Governistas acionam Conselho de Ética contra deputada Fabiana Bolsonaro

Polêmica na Alesp: Deputada Fabiana Bolsonaro e o Experimento Social Que Gerou Revolta

Recentemente, a Assembleia Legislativa do Estado de São Paulo (Alesp) se tornou o cenário de uma controvérsia que gerou um grande debate sobre questões de racismo e transfobia. Isso tudo começou quando a deputada Fabiana Bolsonaro, do PL-SP, resolveu se pintar de preto durante um discurso na tribuna da Casa. Essa ação, que ela alegou ser um “experimento social”, foi criticada por diversos parlamentares e resultou em um movimento conjunto de deputados do PT, PSOL, PCdoB, PSB e Rede, que acionaram o Conselho de Ética da Alesp com o objetivo de investigar e punir a parlamentar.

A Reação dos Parlamentares e as Representações

A situação se intensificou com a apresentação de duas representações formais, uma delas assinada por 19 deputados da minoria e a outra, pela bancada do PSOL, que conta com quatro nomes. Ambas as solicitações pedem uma investigação sobre a conduta da deputada, classificando o ato como uma forma de blackface, uma prática amplamente condenada por seu caráter racista, além de acusá-la de transfobia. Os parlamentares requerem, ainda, que Fabiana seja punida com a perda de seu mandato.

Como foi relatado pela analista da CNN, Clarissa Oliveira, o clima no ambiente político é de ceticismo em relação ao desdobramento dessas representações. Isso levanta questões sobre a efetividade dos mecanismos de controle ético dentro da Alesp e a verdadeiramente disposição da Casa em lidar com questões tão delicadas.

O Discurso da Deputada: Um Experimento Social?

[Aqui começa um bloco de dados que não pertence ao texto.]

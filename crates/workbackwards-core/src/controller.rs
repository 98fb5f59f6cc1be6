//! Application session context.
//!
//! [`SessionController`] owns the settings and routes every user command
//! through the state machine, the notifier and the store. Commands that
//! need notifications wait for the notifier before transitioning. Store
//! failures outside of an explicit settings save are logged and ignored.

use chrono::NaiveDateTime;

use crate::error::{NotificationError, Result};
use crate::events::Event;
use crate::notify::{NotificationScheduler, Notifier, PermissionStatus};
use crate::session::{Countdown, EndTime, Outcome, Transition};
use crate::settings::{Settings, SettingsUpdate};
use crate::storage::KeyValueStore;

pub struct SessionController<S: KeyValueStore, N: Notifier> {
    store: S,
    notifier: N,
    scheduler: NotificationScheduler,
    settings: Settings,
    permission: PermissionStatus,
    last_poll: Option<NaiveDateTime>,
}

impl<S: KeyValueStore, N: Notifier> SessionController<S, N> {
    /// Load settings from `store`. Never fails; see [`Settings::load`].
    pub fn open(
        store: S,
        notifier: N,
        scheduler: NotificationScheduler,
        fallback_end: EndTime,
    ) -> Self {
        let settings = Settings::load(&store, fallback_end);
        tracing::debug!(state = %settings.state(), streak = settings.streak, "settings loaded");
        Self {
            store,
            notifier,
            scheduler,
            settings,
            permission: PermissionStatus::Undetermined,
            last_poll: None,
        }
    }

    // ── Queries ──────────────────────────────────────────────────────

    pub fn settings(&self) -> &Settings {
        &self.settings
    }

    pub fn store(&self) -> &S {
        &self.store
    }

    pub fn notifier(&self) -> &N {
        &self.notifier
    }

    pub fn scheduler(&self) -> &NotificationScheduler {
        &self.scheduler
    }

    pub fn permission(&self) -> PermissionStatus {
        self.permission
    }

    pub fn countdown(&self, now: NaiveDateTime) -> Option<Countdown> {
        let plan = self.settings.plan();
        let window = self.settings.session.active_window(&plan, now);
        Countdown::compute(now, self.settings.state(), &window)
    }

    pub fn snapshot(&self, now: NaiveDateTime) -> Event {
        let plan = self.settings.plan();
        let countdown = self.countdown(now);
        Event::StateSnapshot {
            state: self.settings.state(),
            streak: self.settings.streak,
            session_length_min: self.settings.session_length_min,
            increment_min: self.settings.increment_min,
            end_time: self.settings.end_time,
            window: self.settings.session.active_window(&plan, now),
            countdown: countdown.map(|c| c.to_string()),
            countdown_label: countdown.map(|c| c.label().to_string()),
            at: now,
        }
    }

    // ── Commands ─────────────────────────────────────────────────────

    /// Request permission, restore missing triggers, then re-evaluate.
    pub fn initialize(&mut self, now: NaiveDateTime) -> Result<Vec<Event>> {
        let mut events = Vec::new();
        if !self.request_permission().is_granted() {
            events.push(Event::PermissionDenied { at: now });
        } else if self.settings.state().is_running() && !self.notifier.has_pending()? {
            tracing::info!("sessions running without pending notifications, reinstalling");
            events.push(self.reschedule(now)?);
        }
        events.extend(self.tick(now));
        Ok(events)
    }

    /// Begin daily sessions. Notifications are installed before the state
    /// moves; without permission nothing changes.
    pub fn start(&mut self, now: NaiveDateTime) -> Result<Vec<Event>> {
        if self.settings.state().is_running() {
            return Ok(Vec::new());
        }
        self.ensure_permission()?;
        let mut events = vec![self.reschedule(now)?];

        let plan = self.settings.plan();
        if let Some(t) = self.settings.session.start(&plan, now) {
            events.push(Event::from_transition(&t, now));
        }
        self.persist();
        events.extend(self.tick(now));
        Ok(events)
    }

    /// Cancel notifications and stop. Cancelling happens even when already stopped.
    pub fn stop(&mut self, now: NaiveDateTime) -> Result<Vec<Event>> {
        self.scheduler.cancel(&self.notifier)?;
        let mut events = vec![Event::NotificationsCancelled { at: now }];
        if let Some(t) = self.settings.session.stop() {
            events.push(Event::from_transition(&t, now));
            self.persist();
        }
        Ok(events)
    }

    /// End the running session before its window closes.
    pub fn end_session(&mut self, now: NaiveDateTime) -> Result<Vec<Event>> {
        let t = self.settings.session.end_early()?;
        self.persist();
        Ok(vec![Event::from_transition(&t, now)])
    }

    /// Answer the post-session prompt and adapt the streak.
    ///
    /// The session length changes with every outcome, so the start trigger
    /// is reinstalled as well; failing to do so is logged, not returned.
    pub fn record_outcome(
        &mut self,
        outcome: Outcome,
        now: NaiveDateTime,
    ) -> Result<Vec<Event>> {
        let (t, day) = self.settings.session.record_outcome()?;
        let (before, after) = self.settings.update_streak(outcome);
        self.persist();

        let mut events = vec![
            Event::from_transition(&t, now),
            Event::OutcomeRecorded {
                day,
                outcome,
                streak: after.streak,
                session_length_min: after.session_length_min,
                message: before.explain_change(&after),
                at: now,
            },
        ];
        if self.permission.is_granted() || self.request_permission().is_granted() {
            match self.reschedule(now) {
                Ok(event) => events.push(event),
                Err(e) => tracing::warn!(error = %e, "failed to reschedule after outcome"),
            }
        }
        events.extend(self.tick(now));
        Ok(events)
    }

    /// Periodic re-evaluation. Persists only when something changed.
    pub fn tick(&mut self, now: NaiveDateTime) -> Vec<Event> {
        let plan = self.settings.plan();
        let transitions: Vec<Transition> = self.settings.session.evaluate(&plan, now);
        if transitions.is_empty() {
            tracing::debug!(state = %self.settings.state(), "tick");
            return Vec::new();
        }
        self.persist();
        transitions
            .iter()
            .map(|t| Event::from_transition(t, now))
            .collect()
    }

    /// Re-read the settings from the store.
    ///
    /// Long-lived callers do this before each tick so that commands run by
    /// other processes against the same store are seen; otherwise the next
    /// persisted transition would write the stale copy back over them.
    pub fn reload(&mut self) {
        let fallback_end = self.settings.end_time;
        self.settings = Settings::load(&self.store, fallback_end);
    }

    /// Apply edited settings, return to `Waiting` and reinstall notifications.
    ///
    /// Unlike other writes, a failed store write is returned to the caller.
    pub fn save_settings(
        &mut self,
        update: SettingsUpdate,
        now: NaiveDateTime,
    ) -> Result<Vec<Event>> {
        self.settings.apply_update(&update);
        let plan = self.settings.plan();
        let transition = self.settings.session.rearm(&plan, now);
        self.settings.save(&self.store)?;

        let mut events = Vec::new();
        if let Some(t) = transition {
            events.push(Event::from_transition(&t, now));
        }
        self.ensure_permission()?;
        events.push(self.reschedule(now)?);
        events.push(Event::SettingsSaved {
            session_length_min: self.settings.session_length_min,
            increment_min: self.settings.increment_min,
            end_time: self.settings.end_time,
            next_start: plan.window_at(now).next_start_after(now),
            at: now,
        });
        events.extend(self.tick(now));
        Ok(events)
    }

    /// Notifications that fired since the previous poll. The first poll only
    /// sets the baseline.
    pub fn poll_fired(&mut self, now: NaiveDateTime) -> Vec<Event> {
        let Some(since) = self.last_poll.replace(now) else {
            return Vec::new();
        };
        if since >= now {
            return Vec::new();
        }
        match self.scheduler.poll_fired(&self.notifier, since, now) {
            Ok(fired) => fired
                .into_iter()
                .map(|n| Event::NotificationFired {
                    kind: n.content.kind,
                    title: n.content.title,
                    body: n.content.body,
                    at: now,
                })
                .collect(),
            Err(e) => {
                tracing::warn!(error = %e, "failed to poll notifications");
                Vec::new()
            }
        }
    }

    /// Reinstall both triggers for the current plan, whatever the state.
    pub fn reschedule_notifications(&mut self, now: NaiveDateTime) -> Result<Vec<Event>> {
        self.ensure_permission()?;
        Ok(vec![self.reschedule(now)?])
    }

    /// Drop every pending trigger without touching the session state.
    /// A running session gets them back on the next [`initialize`](Self::initialize).
    pub fn clear_notifications(&mut self, now: NaiveDateTime) -> Result<Vec<Event>> {
        self.scheduler.cancel(&self.notifier)?;
        Ok(vec![Event::NotificationsCancelled { at: now }])
    }

    /// Ask the notifier again. Idempotent.
    pub fn request_permission(&mut self) -> PermissionStatus {
        self.permission = match self.notifier.request_permission() {
            Ok(status) => status,
            Err(e) => {
                tracing::warn!(error = %e, "permission request failed");
                PermissionStatus::Denied
            }
        };
        if !self.permission.is_granted() {
            tracing::warn!("notification permissions not granted");
        }
        self.permission
    }

    // ── Internal ─────────────────────────────────────────────────────

    fn ensure_permission(&mut self) -> Result<(), NotificationError> {
        if self.permission.is_granted() || self.request_permission().is_granted() {
            Ok(())
        } else {
            Err(NotificationError::PermissionDenied)
        }
    }

    fn reschedule(&mut self, now: NaiveDateTime) -> Result<Event, NotificationError> {
        let pair = self
            .scheduler
            .reschedule(&self.notifier, &self.settings.plan(), now)?;
        Ok(Event::NotificationsScheduled {
            start: pair.start,
            end: pair.end,
            window_start: pair.window.start,
            window_end: pair.window.end,
            at: now,
        })
    }

    fn persist(&self) {
        if let Err(e) = self.settings.save(&self.store) {
            tracing::warn!(error = %e, "failed to persist settings");
        }
    }
}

Na quarta-feira, dia 18, durante seu discurso, Fabiana justificou sua pintura dizendo que estava realizando um experimento social para questionar a escolha da deputada federal Erika Hilton, do PSOL-SP, para presidir a Comissão da Mulher na Câmara dos Deputados. Durante seu ato, ela afirmou: “Trouxe o meu espelho, amarro os meus cabelos, e aqui eu vou fazer um experimento social”. A partir daí, começou a se questionar se ao se maquiar e se travestir como uma pessoa negra, ela realmente se tornaria negra, levantando uma série de questões sobre a identidade racial e a apropriação cultural.

Essa abordagem, além de causar revolta entre muitos, foi considerada por vários parlamentares como uma tentativa de deslegitimar a luta por direitos das mulheres trans e da população negra. A bancada feminista da Alesp também não ficou calada e decidiu acionar o Ministério Público Federal (MPF), acusando Fabiana de racismo e transfobia, alegando que ela abusou de suas prerrogativas como deputada.

A Resposta da Deputada e a Continuação da Controvérsia

Quando procurada pela CNN, Fabiana Bolsonaro expressou surpresa com a proporção que o ato tomou, afirmando que não era a primeira vez que utilizava a tribuna para protestar. Em um comunicado oficial, ela negou categoricamente que tenha cometido blackface, afirmando: “Como deputada, afirmo com total clareza e responsabilidade jurídica: durante minha presença no Plenário da Assembleia Paulista não fiz blackface. É uma mentira deliberada para tentar calar um debate legítimo”.

Essa declaração levanta ainda mais debates sobre a liberdade de expressão e os limites dela, especialmente quando se trata de questões tão sensíveis. O que, para alguns, pode ser visto como um ato de protesto, para outros é uma ofensa a uma luta que já enfrenta muitos desafios.

Considerações Finais

Essa polêmica na Alesp é um exemplo claro de como as questões raciais e sociais ainda são temas de grande relevância e complexidade no Brasil. O desfecho desse caso poderá não apenas impactar a carreira da deputada Fabiana Bolsonaro, mas também servir como um indicativo sobre como a sociedade e as instituições estão dispostas a lidar com as questões de racismo e respeito à diversidade. Aguardamos, portanto, as próximas movimentações do Conselho de Ética e do MPF para entender melhor os rumos dessa situação.